Simply put, a debt consolidation loan combines multiple debts under one loan. The lender of your choice either provides you with the cash needed to pay off all the other debts or pays off the debts directly. Either way, you are left with just one loan. While this does not actually change the amount of cash you owe, consolidating debt can have several advantages.
Lower interest rates
At times, the interest rates on loans or credit card debt can be exorbitantly high. In fact, many credit cards in Singapore have an interest rate of over 25% per annum. Failing to make payments for even a single year can push one deeper into debt, prompting them to borrow again. This would be bad enough with just one debt or loan to worry about, but it could become overwhelming with multiple.
This is where a debt consolidation loan can help. These loans typically have a lower interest rate, with some that dip below 10% per annum. This means that you save significantly on monthly payments. Furthermore, some moneylenders are flexible with the duration of repayment plans. As such, you may even save in terms of the overall payment, if you can afford a shorter repayment schedule.

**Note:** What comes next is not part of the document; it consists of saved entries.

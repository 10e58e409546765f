//! Typed loading layer for GitHub issue exports.
//!
//! Two pieces carry the real contracts: [`config`] resolves parameters across
//! environment, discovered config file, and defaults with a reversible typed
//! encoding; [`model`] turns loosely-structured issue records into strict
//! entities. [`loader`] wires the two together behind
//! [`loader::DataLoader::load_issues`]. Analysis of the typed output lives
//! with callers.

pub mod cli;
pub mod codec;
pub mod config;
pub mod ext;
pub mod loader;
pub mod model;
pub mod util;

It can be stressful to manage accounts for numerous disparate debts. Those with multiple debts not only have to handle tedious paperwork but also have to keep track of the payments to each lender.
With a debt consolidation loan, you only need to deal with one lender. By extension, that means that you will have a much easier time handling your financial accounts and administrative work. Debt consolidation loans also typically run on a fixed monthly installment plan, so you do not need to keep track of different repayment dates.
If you are dealing with a licensed moneylender, taking out the loan can be convenient as well. Licensed moneylenders are capable of offering easy cash loans. As such, they often have faster and more streamlined loan approval processes.
Peace of mind
Borrowers who have several loans to pay off may be stressed out for several reasons. A debt consolidation loan could work to alleviate some of these issues. We have already discussed how it can reduce the overall interest rate, as well as make administrative work go smoother.
A debt consolidation loan can also save borrowers from rigid and unaffordable repayment schedules. In some cases, borrowers may be unable to meet their scheduled payments due to a shortfall of income, or other unforeseen circumstances. However, some lenders are not willing to adjust their repayment schedule, causing borrowers to constantly worry about dealing with overdue payments.
In such cases, a debt consolidation loan may be of use. You would be allowed to renegotiate the repayment schedule with the new lender, such that the monthly payments fit reasonably within your budget. As such, you can focus on your work with a peace of mind, knowing that you can comfortably make your payments.
To get the most out of your debt consolidation loan, you should engage a reliable licensed moneylender. The list of moneylenders licensed by the Registry of Moneylenders would be a good place to start.
For those facing financial troubles due to the COVID-19 pandemic, a debt consolidation loan can be a first step on the path to becoming debt-free. With strict adherence to the new manageable payment schedule, you can take back control of your finances and watch your debt slowly but surely whittle away.